## Information given
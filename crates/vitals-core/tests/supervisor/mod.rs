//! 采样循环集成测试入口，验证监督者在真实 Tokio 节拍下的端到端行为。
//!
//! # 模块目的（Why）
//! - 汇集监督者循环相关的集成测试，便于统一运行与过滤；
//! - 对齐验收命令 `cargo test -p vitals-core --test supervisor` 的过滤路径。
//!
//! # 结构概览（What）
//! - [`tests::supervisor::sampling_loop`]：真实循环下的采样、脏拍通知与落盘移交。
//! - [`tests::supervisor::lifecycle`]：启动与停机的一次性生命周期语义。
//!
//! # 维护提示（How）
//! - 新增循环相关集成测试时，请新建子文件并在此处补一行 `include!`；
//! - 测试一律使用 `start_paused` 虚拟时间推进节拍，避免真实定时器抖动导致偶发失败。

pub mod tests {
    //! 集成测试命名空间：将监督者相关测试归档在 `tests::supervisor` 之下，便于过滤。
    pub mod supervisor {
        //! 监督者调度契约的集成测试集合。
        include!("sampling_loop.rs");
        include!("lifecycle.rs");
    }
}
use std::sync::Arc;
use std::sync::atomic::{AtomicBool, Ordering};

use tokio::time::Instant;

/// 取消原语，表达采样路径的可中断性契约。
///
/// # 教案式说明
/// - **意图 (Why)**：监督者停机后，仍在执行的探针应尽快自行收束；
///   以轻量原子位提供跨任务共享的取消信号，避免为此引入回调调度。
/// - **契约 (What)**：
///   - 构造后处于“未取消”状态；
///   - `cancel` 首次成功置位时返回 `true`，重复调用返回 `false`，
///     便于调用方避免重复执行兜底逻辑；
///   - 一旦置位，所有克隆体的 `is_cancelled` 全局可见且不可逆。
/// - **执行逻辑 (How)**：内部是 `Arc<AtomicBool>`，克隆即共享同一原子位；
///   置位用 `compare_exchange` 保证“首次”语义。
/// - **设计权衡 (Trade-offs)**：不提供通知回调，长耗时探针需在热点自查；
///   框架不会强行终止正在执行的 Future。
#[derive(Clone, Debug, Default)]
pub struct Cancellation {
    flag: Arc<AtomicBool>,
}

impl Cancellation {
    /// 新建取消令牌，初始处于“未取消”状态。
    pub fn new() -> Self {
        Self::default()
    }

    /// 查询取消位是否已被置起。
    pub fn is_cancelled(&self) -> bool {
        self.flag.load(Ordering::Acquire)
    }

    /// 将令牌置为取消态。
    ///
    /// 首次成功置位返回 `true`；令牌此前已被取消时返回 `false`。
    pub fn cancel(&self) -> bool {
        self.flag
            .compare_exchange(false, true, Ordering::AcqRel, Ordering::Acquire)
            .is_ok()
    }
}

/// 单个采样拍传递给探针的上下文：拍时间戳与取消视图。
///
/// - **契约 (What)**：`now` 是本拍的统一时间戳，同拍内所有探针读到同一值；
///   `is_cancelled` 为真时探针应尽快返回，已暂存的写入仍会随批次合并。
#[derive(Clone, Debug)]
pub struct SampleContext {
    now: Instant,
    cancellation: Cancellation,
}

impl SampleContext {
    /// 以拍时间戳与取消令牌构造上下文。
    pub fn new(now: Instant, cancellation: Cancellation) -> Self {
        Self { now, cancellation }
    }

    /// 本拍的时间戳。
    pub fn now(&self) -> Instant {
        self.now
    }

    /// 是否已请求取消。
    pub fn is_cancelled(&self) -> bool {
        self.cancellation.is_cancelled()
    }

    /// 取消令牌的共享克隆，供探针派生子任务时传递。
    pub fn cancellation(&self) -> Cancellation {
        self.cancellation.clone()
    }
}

## What to produce
In the material above, how many lines include the word "derive"? Answer with the number only.

## Solution to the exercise
2